# Instructions to follow
Your result should be the lines holding the word "SceneSource", copied from the entries below.

(Beginning of Input for this task)

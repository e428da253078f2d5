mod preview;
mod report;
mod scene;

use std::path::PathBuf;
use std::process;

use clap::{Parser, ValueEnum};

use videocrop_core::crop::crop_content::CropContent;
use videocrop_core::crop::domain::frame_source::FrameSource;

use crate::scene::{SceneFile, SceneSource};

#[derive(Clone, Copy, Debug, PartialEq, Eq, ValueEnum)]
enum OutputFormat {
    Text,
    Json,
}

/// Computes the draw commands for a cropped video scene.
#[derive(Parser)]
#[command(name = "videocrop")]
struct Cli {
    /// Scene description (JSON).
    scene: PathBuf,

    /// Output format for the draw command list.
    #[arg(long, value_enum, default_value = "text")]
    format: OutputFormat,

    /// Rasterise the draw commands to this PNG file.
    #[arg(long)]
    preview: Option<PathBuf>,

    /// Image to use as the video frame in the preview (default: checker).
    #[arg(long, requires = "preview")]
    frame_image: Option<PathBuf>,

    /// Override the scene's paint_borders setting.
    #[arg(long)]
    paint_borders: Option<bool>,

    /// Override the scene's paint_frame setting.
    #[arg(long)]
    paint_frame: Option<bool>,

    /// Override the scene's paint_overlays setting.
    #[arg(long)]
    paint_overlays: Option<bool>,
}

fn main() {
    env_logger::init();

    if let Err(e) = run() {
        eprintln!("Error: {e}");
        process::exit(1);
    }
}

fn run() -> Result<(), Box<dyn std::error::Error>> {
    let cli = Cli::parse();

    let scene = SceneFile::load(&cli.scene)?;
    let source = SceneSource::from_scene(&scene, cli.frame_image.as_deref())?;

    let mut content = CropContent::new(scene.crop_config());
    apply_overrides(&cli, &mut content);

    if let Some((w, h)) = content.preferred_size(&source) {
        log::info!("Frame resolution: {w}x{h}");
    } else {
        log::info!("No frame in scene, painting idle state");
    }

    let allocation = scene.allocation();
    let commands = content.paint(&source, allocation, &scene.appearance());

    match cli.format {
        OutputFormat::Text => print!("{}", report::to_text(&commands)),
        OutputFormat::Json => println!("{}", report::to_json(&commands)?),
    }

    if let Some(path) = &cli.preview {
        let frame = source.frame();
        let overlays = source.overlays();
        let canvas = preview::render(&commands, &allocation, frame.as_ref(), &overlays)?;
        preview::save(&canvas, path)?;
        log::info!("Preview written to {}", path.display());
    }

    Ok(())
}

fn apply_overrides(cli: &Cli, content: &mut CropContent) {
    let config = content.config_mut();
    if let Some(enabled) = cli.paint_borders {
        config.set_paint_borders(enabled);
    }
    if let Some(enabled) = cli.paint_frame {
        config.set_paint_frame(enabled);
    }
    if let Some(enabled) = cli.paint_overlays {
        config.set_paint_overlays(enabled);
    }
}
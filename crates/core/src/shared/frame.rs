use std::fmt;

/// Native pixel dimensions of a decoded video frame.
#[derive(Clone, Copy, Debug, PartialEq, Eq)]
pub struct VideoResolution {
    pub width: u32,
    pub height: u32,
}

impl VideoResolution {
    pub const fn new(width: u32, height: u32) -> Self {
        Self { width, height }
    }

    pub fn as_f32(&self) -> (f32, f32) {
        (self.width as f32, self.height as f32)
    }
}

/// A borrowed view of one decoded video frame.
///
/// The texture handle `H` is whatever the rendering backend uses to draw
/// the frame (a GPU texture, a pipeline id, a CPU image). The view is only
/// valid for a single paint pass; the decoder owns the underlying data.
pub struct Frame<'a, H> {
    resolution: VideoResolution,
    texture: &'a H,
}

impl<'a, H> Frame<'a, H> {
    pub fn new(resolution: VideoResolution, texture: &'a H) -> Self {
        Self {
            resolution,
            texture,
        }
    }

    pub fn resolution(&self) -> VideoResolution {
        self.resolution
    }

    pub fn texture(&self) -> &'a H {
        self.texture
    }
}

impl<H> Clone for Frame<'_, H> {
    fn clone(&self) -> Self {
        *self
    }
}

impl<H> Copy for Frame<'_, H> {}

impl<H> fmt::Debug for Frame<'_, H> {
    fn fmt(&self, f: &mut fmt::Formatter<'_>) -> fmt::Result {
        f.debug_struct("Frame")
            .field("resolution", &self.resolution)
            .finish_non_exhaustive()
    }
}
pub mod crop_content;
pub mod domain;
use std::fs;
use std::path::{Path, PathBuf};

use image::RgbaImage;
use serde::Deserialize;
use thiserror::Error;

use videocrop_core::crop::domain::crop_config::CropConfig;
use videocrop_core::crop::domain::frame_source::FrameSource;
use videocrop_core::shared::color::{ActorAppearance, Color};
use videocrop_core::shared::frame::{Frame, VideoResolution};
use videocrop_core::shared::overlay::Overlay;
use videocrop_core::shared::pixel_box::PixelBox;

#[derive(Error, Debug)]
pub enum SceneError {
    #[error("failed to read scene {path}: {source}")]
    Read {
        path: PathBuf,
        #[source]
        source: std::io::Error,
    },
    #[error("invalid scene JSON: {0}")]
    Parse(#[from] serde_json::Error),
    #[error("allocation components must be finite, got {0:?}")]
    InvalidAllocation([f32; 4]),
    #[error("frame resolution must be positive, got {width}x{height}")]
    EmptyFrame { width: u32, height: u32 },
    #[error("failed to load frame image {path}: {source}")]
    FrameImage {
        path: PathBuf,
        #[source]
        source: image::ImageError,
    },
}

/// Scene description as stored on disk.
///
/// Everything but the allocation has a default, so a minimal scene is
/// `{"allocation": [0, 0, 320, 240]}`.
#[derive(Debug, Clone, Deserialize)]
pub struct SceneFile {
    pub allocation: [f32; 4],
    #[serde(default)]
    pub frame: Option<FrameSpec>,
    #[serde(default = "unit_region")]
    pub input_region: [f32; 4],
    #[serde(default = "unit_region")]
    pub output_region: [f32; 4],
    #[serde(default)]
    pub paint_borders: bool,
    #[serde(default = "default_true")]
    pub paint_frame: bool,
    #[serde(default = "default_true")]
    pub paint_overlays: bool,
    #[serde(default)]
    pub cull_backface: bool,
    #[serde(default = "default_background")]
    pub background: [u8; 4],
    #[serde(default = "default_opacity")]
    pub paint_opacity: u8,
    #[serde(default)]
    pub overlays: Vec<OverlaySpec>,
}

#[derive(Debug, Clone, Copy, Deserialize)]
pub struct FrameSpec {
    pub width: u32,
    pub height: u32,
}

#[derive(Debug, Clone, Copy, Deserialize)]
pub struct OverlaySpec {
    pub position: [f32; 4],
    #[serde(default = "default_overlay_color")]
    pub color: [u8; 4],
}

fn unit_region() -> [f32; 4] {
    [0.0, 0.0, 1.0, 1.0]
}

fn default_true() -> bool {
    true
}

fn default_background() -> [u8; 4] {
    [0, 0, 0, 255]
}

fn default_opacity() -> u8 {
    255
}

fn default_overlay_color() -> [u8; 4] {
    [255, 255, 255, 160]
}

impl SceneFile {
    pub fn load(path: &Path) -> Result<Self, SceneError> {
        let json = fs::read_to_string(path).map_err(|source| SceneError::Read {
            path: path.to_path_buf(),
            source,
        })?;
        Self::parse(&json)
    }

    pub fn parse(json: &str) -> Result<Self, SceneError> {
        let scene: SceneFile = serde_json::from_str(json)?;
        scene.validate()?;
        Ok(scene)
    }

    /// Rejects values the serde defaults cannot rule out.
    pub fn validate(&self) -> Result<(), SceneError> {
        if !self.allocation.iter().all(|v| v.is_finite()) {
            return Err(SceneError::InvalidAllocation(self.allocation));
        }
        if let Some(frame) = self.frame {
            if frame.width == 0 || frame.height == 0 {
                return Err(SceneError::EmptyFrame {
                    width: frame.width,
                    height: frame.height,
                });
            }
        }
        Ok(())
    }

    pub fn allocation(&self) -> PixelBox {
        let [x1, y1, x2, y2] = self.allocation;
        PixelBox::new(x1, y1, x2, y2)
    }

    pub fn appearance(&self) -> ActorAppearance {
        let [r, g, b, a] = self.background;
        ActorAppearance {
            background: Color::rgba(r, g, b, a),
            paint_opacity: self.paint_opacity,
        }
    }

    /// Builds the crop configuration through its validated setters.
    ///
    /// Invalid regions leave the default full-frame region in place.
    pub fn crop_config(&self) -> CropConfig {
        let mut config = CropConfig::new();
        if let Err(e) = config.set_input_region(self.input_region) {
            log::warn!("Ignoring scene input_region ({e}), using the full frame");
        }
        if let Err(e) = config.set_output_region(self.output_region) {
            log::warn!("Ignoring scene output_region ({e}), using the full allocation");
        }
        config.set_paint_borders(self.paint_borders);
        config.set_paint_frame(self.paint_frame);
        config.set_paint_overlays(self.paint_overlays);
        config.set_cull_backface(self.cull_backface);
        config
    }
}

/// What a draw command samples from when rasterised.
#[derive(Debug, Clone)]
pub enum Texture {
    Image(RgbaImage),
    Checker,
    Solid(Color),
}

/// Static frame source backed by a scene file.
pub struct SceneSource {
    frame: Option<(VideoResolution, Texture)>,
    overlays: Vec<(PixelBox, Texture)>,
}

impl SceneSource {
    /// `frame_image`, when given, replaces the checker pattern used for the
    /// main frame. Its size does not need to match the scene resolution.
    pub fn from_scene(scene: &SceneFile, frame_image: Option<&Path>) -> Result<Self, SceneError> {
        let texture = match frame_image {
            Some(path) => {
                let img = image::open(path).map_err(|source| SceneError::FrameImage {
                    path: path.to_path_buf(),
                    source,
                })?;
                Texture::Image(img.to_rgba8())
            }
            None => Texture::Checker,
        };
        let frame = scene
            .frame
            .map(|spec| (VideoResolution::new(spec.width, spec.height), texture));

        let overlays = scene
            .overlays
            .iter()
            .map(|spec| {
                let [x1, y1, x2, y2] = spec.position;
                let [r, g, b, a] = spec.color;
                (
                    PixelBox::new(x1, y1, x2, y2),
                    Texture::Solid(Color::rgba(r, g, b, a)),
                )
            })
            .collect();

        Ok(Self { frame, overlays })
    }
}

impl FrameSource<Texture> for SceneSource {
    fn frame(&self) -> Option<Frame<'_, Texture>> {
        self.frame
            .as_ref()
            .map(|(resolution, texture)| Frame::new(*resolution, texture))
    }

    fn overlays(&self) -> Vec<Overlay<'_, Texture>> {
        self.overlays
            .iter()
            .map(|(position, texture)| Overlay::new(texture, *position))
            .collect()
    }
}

(End of Input for this task)

# Output below
use crate::scene::{SceneFile, SceneSource};
    let source = SceneSource::from_scene(&scene, cli.frame_image.as_deref())?;
pub struct SceneSource {
impl SceneSource {
impl FrameSource<Texture> for SceneSource {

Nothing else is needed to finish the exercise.